When did you first realise you wanted to write for a living?

When, at the age of five, I was inspired to produced a semi-legible comic book starring my newborn brother.

Which writer, past or present, do you most admire?

Difficult to pick one, let’s go with David Foster Wallace, Alan Moore, Don DeLillo, Charlie Kaufman and Thomas Pynchon.

What was your first published (or performed) credit as a writer?

Probably the two text-based adventure games I wrote and programmed as a teenager, which were published by Zenobi Software in the mid-1990s.

Which piece of writing work are you most proud of?

Whatever I’m currently in the latter stages of finishing.

Who or what inspires you to write?

Some kind of constant internal drive, a compulsion that feels like it might have to be medicated away one day.

How do you switch off when you’re not writing?

Cinema, music, sleep, various intoxicants, telling myself to ‘switch off’ repeatedly under my breath.

Which one piece of advice would you give to aspiring writers?

Put in the 10,000 hours. By then, you’ll be good. Also, as someone once said, the difference between a writer and a dilettante is very simple: a writer finishes things.

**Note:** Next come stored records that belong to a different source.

//! ESP32 WiFi station.
//!
//! Wraps the non-blocking `EspWifi` driver: connecting and scanning are
//! started here and polled by the provisioning flow.

use super::{
    join_security, ConnectionInfo, ConnectionStatus, NetworkError, NetworkRecord, NetworkService,
    ScanStatus, SecurityKind,
};
use crate::config::WifiConfig;
use esp_idf_hal::modem::Modem;
use esp_idf_svc::eventloop::EspSystemEventLoop;
use esp_idf_svc::nvs::EspDefaultNvsPartition;
use esp_idf_svc::wifi::{AccessPointInfo, AuthMethod, ClientConfiguration, Configuration, EspWifi};
use esp_idf_sys::EspError;
use log::{debug, info, warn};

/// WiFi station backed by ESP-IDF.
pub struct EspNetwork<'a> {
    wifi: EspWifi<'a>,
    ssid: Option<String>,
    results: Vec<NetworkRecord>,
    results_ready: bool,
}

impl<'a> EspNetwork<'a> {
    /// Create the driver and start it in station mode.
    ///
    /// Passing the NVS partition lets the driver keep its own calibration data.
    pub fn new(
        modem: Modem,
        sysloop: EspSystemEventLoop,
        nvs: Option<EspDefaultNvsPartition>,
    ) -> Result<Self, EspError> {
        let mut wifi = EspWifi::new(modem, sysloop, nvs)?;
        wifi.set_configuration(&Configuration::Client(ClientConfiguration::default()))?;
        wifi.start()?;
        info!("WiFi station started");

        Ok(Self {
            wifi,
            ssid: None,
            results: Vec::new(),
            results_ready: false,
        })
    }
}

fn security_of(auth: Option<AuthMethod>) -> SecurityKind {
    match auth {
        Some(AuthMethod::None) => SecurityKind::Open,
        Some(AuthMethod::WEP) => SecurityKind::Legacy,
        _ => SecurityKind::Protected,
    }
}

/// Lowest auth mode the station accepts for `security`.
fn auth_threshold(security: SecurityKind) -> AuthMethod {
    match security {
        SecurityKind::Open => AuthMethod::None,
        SecurityKind::Legacy => AuthMethod::WEP,
        SecurityKind::Protected => AuthMethod::WPA2Personal,
    }
}

fn record_of(ap: &AccessPointInfo) -> NetworkRecord {
    NetworkRecord::new(ap.ssid.as_str(), ap.signal_strength, security_of(ap.auth_method))
}

impl NetworkService for EspNetwork<'_> {
    fn begin_connection(&mut self, config: &WifiConfig) -> Result<(), NetworkError> {
        info!("Connecting to WiFi: {}", config.ssid);

        let advertised = self
            .results
            .iter()
            .find(|n| n.ssid == config.ssid)
            .map(|n| n.security);
        let security = join_security(config, advertised);
        debug!("Joining '{}' as {}", config.ssid, security.label());
        let auth_method = auth_threshold(security);

        let client = Configuration::Client(ClientConfiguration {
            ssid: config
                .ssid
                .as_str()
                .try_into()
                .map_err(|_| NetworkError::InvalidSsid)?,
            password: config
                .password
                .as_str()
                .try_into()
                .map_err(|_| NetworkError::InvalidPassword)?,
            auth_method,
            ..Default::default()
        });

        // Drop any half-open association from an earlier attempt
        if let Err(e) = self.wifi.disconnect() {
            debug!("disconnect before connect: {:?}", e);
        }
        self.wifi.set_configuration(&client)?;
        self.wifi.connect()?;
        self.ssid = Some(config.ssid.clone());
        Ok(())
    }

    fn connection_status(&mut self) -> ConnectionStatus {
        match (self.wifi.is_connected(), self.wifi.is_up()) {
            (_, Ok(true)) => ConnectionStatus::Connected,
            (Ok(true), _) => ConnectionStatus::Connecting,
            (Ok(false), _) if self.ssid.is_some() => ConnectionStatus::Connecting,
            (Err(e), _) => {
                warn!("Failed to query WiFi state: {:?}", e);
                ConnectionStatus::Disconnected
            }
            _ => ConnectionStatus::Disconnected,
        }
    }

    fn connection_info(&mut self) -> Option<ConnectionInfo> {
        if self.connection_status() != ConnectionStatus::Connected {
            return None;
        }

        let ip = self
            .wifi
            .sta_netif()
            .get_ip_info()
            .ok()
            .map(|info| format!("{}", info.ip));

        let mut ap = esp_idf_sys::wifi_ap_record_t::default();
        // SAFETY: `ap` is a valid, writable record for the duration of the call
        let rssi_dbm = esp_idf_sys::esp!(unsafe { esp_idf_sys::esp_wifi_sta_get_ap_info(&mut ap) })
            .ok()
            .map(|()| ap.rssi);

        Some(ConnectionInfo {
            ssid: self.ssid.clone().unwrap_or_default(),
            ip,
            rssi_dbm,
        })
    }

    fn start_scan(&mut self) -> Result<(), NetworkError> {
        self.results.clear();
        self.results_ready = false;
        self.wifi.start_scan(&Default::default(), false)?;
        debug!("Scan started");
        Ok(())
    }

    fn scan_status(&mut self) -> Result<ScanStatus, NetworkError> {
        if !self.results_ready {
            if !self.wifi.is_scan_done()? {
                return Ok(ScanStatus::Running);
            }
            self.results = self.wifi.get_scan_result()?.iter().map(record_of).collect();
            self.results_ready = true;
        }
        Ok(ScanStatus::Complete(self.results.len()))
    }

    fn network_at(&self, index: usize) -> Option<NetworkRecord> {
        self.results.get(index).cloned()
    }

    fn clear_scan_results(&mut self) {
        self.results.clear();
        self.results_ready = false;
    }
}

Why are you a member of WGGB?

To take advantage of the service for writers (since I don’t have an agent), learn about opportunities for writers, network and stay ‘in the loop’ for all matters writing. And because, right now, trade unions are more important than ever.

Alan Devey was raised on a council estate and his recent spec scripts include a TV mini-series about serial killer Roy Fontaine, low-budget gangster feature Passive-Aggressive and co-written sitcom The Home Front.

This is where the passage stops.